La terza giornata della Festa del Cinema di Roma regala un gioiello candidato alla vittoria
Reading Lolita in Tehran è un film che disturba profondamente l’anima delle persone, sotto molti punti di vista. Un film che muove dentro un cambiamento. Una storia troppo importante tanto vent’anni fa, quando il libro di Azar Nafisi arrivò in Italia, quanto in questo momento storico. Non si tratta solo di quello che accade, ma delle riflessioni che scaturisce. Un film che prende le tue convinzioni, le mastica e te le ripropone come poltiglia.
È disturbante vedere quanto le prime scene ambientate all’università La Sapienza di Roma e un mondo sullo schermo così simile al nostro, avvicini terribilmente quella condizione a quella occidentale. Ci fa temere, ci mette in allerta, ci riporta alla convinzione possibile di regredire. Avresti mai pensato che sarebbe capitato a noi?
Ma la cosa più disturbante è capire che solo quando le cose minacciano di toccarci da vicino le vediamo realmente per quello che sono. Il conflitto Russia-Ucraina, in questo senso, ci insegna qualcosa. Solo dopo questo pensiero ci si rende realmente conto del privilegio che si vive qui in Italia. E questo vale anche per chi studia e combatte ogni giorno per una società realmente scevra da disparità di genere e in cui tutte le persone parimenti possano viversi la stessa libertà.
Le premesse dettavano già l’aspetto prevalentemente drammatico del film. Un film che ha bisogno di fare male. Purtroppo le vicende non lasciano spazio a una lettura diversa. Ciò che lo rende un film da cui non si dovrebbe prescindere però è la franchezza, la trasparenza e se vogliamo la semplicità con cui comunica, andando a colpire dritto nelle viscere. Non si può evitare l’impatto con questa realtà e il mezzo cinematografico è funzionale al massimo.
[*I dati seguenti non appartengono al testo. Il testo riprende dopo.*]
mod store;

use std::collections::HashMap;
use std::sync::Arc;
use std::time::{Duration, SystemTime, UNIX_EPOCH};

use serde::de::DeserializeOwned;
use serde::{Deserialize, Serialize};
use tracing::{debug, warn};

pub use store::{FileStore, MemoryStore, SessionStore, StorageError};

pub const DEFAULT_TTL: Duration = Duration::from_secs(5 * 60);
pub const ANALYSIS_KEY_PREFIX: &str = "cluster-lens:analysis:";

pub trait Clock {
    fn now_ms(&self) -> u64;
}

#[derive(Clone, Copy, Debug, Default)]
pub struct SystemClock;

impl Clock for SystemClock {
    fn now_ms(&self) -> u64 {
        SystemTime::now()
            .duration_since(UNIX_EPOCH)
            .map(|elapsed| elapsed.as_millis() as u64)
            .unwrap_or(0)
    }
}

struct CacheEntry<V> {
    payload: Arc<V>,
    stored_at_ms: u64,
    ttl_ms: u64,
}

impl<V> CacheEntry<V> {
    fn is_valid_at(&self, now_ms: u64) -> bool {
        now_ms.saturating_sub(self.stored_at_ms) < self.ttl_ms
    }
}

#[derive(Serialize)]
struct PersistedEntryRef<'a, V> {
    stored_at_ms: u64,
    ttl_ms: u64,
    payload: &'a V,
}

#[derive(Deserialize)]
struct PersistedEntry<V> {
    stored_at_ms: u64,
    ttl_ms: u64,
    payload: V,
}

/// Read-through TTL cache keyed by analysis context id.
///
/// Entries live in memory and are mirrored into a [`SessionStore`] so a cache
/// rebuilt over the same store picks them up again. Expiry is lazy: an entry
/// whose age reached the TTL reads as absent and is dropped on access. The
/// first storage failure switches the cache to memory-only for good.
pub struct TtlCache<V, S = MemoryStore> {
    prefix: String,
    ttl: Duration,
    clock: Arc<dyn Clock + Send + Sync>,
    entries: HashMap<String, CacheEntry<V>>,
    store: Option<S>,
}

impl<V, S> TtlCache<V, S>
where
    V: Serialize + DeserializeOwned,
    S: SessionStore,
{
    pub fn new(prefix: impl Into<String>, ttl: Duration, store: S) -> Self {
        Self::with_clock(prefix, ttl, store, Arc::new(SystemClock))
    }

    pub fn with_clock(
        prefix: impl Into<String>,
        ttl: Duration,
        store: S,
        clock: Arc<dyn Clock + Send + Sync>,
    ) -> Self {
        Self {
            prefix: prefix.into(),
            ttl,
            clock,
            entries: HashMap::new(),
            store: Some(store),
        }
    }

    pub fn ttl(&self) -> Duration {
        self.ttl
    }

    pub fn is_persistent(&self) -> bool {
        self.store.is_some()
    }

    pub fn len(&self) -> usize {
        self.entries.len()
    }

    pub fn get(&mut self, key: &str) -> Option<Arc<V>> {
        let now_ms = self.clock.now_ms();

        if let Some(entry) = self.entries.get(key) {
            if entry.is_valid_at(now_ms) {
                return Some(Arc::clone(&entry.payload));
            }
            debug!(key, "cache entry expired");
            self.invalidate(key);
            return None;
        }

        let entry = self.load_persisted(key)?;
        if !entry.is_valid_at(now_ms) {
            debug!(key, "persisted cache entry expired");
            self.invalidate(key);
            return None;
        }

        debug!(key, "restored cache entry from session storage");
        let payload = Arc::clone(&entry.payload);
        self.entries.insert(key.to_owned(), entry);
        Some(payload)
    }

    pub fn set(&mut self, key: &str, payload: V) -> Arc<V> {
        let entry = CacheEntry {
            payload: Arc::new(payload),
            stored_at_ms: self.clock.now_ms(),
            ttl_ms: self.ttl.as_millis() as u64,
        };
        self.persist(key, &entry);
        let payload = Arc::clone(&entry.payload);
        self.entries.insert(key.to_owned(), entry);
        payload
    }

    pub fn invalidate(&mut self, key: &str) {
        self.entries.remove(key);
        let storage_key = self.storage_key(key);
        let result = match self.store.as_mut() {
            Some(store) => store.remove(&storage_key),
            None => Ok(()),
        };
        if let Err(error) = result {
            self.degrade(error);
        }
    }

    pub fn invalidate_all(&mut self) {
        self.entries.clear();
        let result = match self.store.as_mut() {
            Some(store) => remove_prefixed(store, &self.prefix, |_| true),
            None => Ok(0),
        };
        if let Err(error) = result {
            self.degrade(error);
        }
    }

    pub fn sweep_expired(&mut self) -> usize {
        let now_ms = self.clock.now_ms();
        let before = self.entries.len();
        self.entries.retain(|_, entry| entry.is_valid_at(now_ms));
        let mut removed = before - self.entries.len();

        let result = match self.store.as_mut() {
            Some(store) => remove_prefixed(store, &self.prefix, |raw| {
                serde_json::from_str::<PersistedEntry<serde::de::IgnoredAny>>(raw)
                    .map(|entry| now_ms.saturating_sub(entry.stored_at_ms) >= entry.ttl_ms)
                    .unwrap_or(true)
            }),
            None => Ok(0),
        };
        match result {
            Ok(persisted) => removed = removed.max(persisted),
            Err(error) => self.degrade(error),
        }

        if removed > 0 {
            debug!(removed, "swept expired cache entries");
        }
        removed
    }

    fn storage_key(&self, key: &str) -> String {
        format!("{}{key}", self.prefix)
    }

    fn load_persisted(&mut self, key: &str) -> Option<CacheEntry<V>> {
        let storage_key = self.storage_key(key);
        let loaded = self.store.as_ref()?.get(&storage_key);
        let raw = match loaded {
            Ok(raw) => raw?,
            Err(error) => {
                self.degrade(error);
                return None;
            }
        };

        match serde_json::from_str::<PersistedEntry<V>>(&raw) {
            Ok(persisted) => Some(CacheEntry {
                payload: Arc::new(persisted.payload),
                stored_at_ms: persisted.stored_at_ms,
                ttl_ms: persisted.ttl_ms,
            }),
            Err(error) => {
                warn!(key, %error, "discarding unreadable cache entry");
                self.invalidate(key);
                None
            }
        }
    }

    fn persist(&mut self, key: &str, entry: &CacheEntry<V>) {
        let storage_key = self.storage_key(key);
        let Some(store) = self.store.as_mut() else {
            return;
        };

        let record = PersistedEntryRef {
            stored_at_ms: entry.stored_at_ms,
            ttl_ms: entry.ttl_ms,
            payload: entry.payload.as_ref(),
        };
        let result = serde_json::to_string(&record)
            .map_err(StorageError::from)
            .and_then(|raw| store.set(&storage_key, &raw));

        if let Err(error) = result {
            self.degrade(error);
        }
    }

    fn degrade(&mut self, error: StorageError) {
        warn!(%error, "session storage failed; caching in memory only from now on");
        self.store = None;
    }
}

fn remove_prefixed<S: SessionStore>(
    store: &mut S,
    prefix: &str,
    should_remove: impl Fn(&str) -> bool,
) -> Result<usize, StorageError> {
    let mut removed = 0;
    for key in store.keys()? {
        if !key.starts_with(prefix) {
            continue;
        }
        let remove = match store.get(&key)? {
            Some(raw) => should_remove(&raw),
            None => false,
        };
        if remove {
            store.remove(&key)?;
            removed += 1;
        }
    }
    Ok(removed)
}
A tutto ciò si aggiunge la qualità di un prodotto artistico che funziona, a livello registico, nella sua estetica e soprattutto riserva un’interpretazione impeccabile da parte di tutto il cast. Si gioca molto con i colori e con il contrasto tra le ambientazioni moderne e il racconto di trent’anni fa.
Azar Nafisi è un’insegnante di origini iraniane. Dopo aver conseguito il PhD negli Stati Uniti torna a Tehran, speranzosa di libertà dopo il periodo di stabilità guadagnata a fatica con la monarchia. Proprio nel ‘79 però inizia la Rivoluzione di Khomeini, che porterà all’istituzione della Repubblica islamica sciita. Insegnare letteratura inglese all’università diventerà per lei incredibilmente complesso. Il Grande Gatsby incita all’adulterio e un libro come Lolita non sarebbe nemmeno lontanamente reperibile, se non fosse per un suo caro amico.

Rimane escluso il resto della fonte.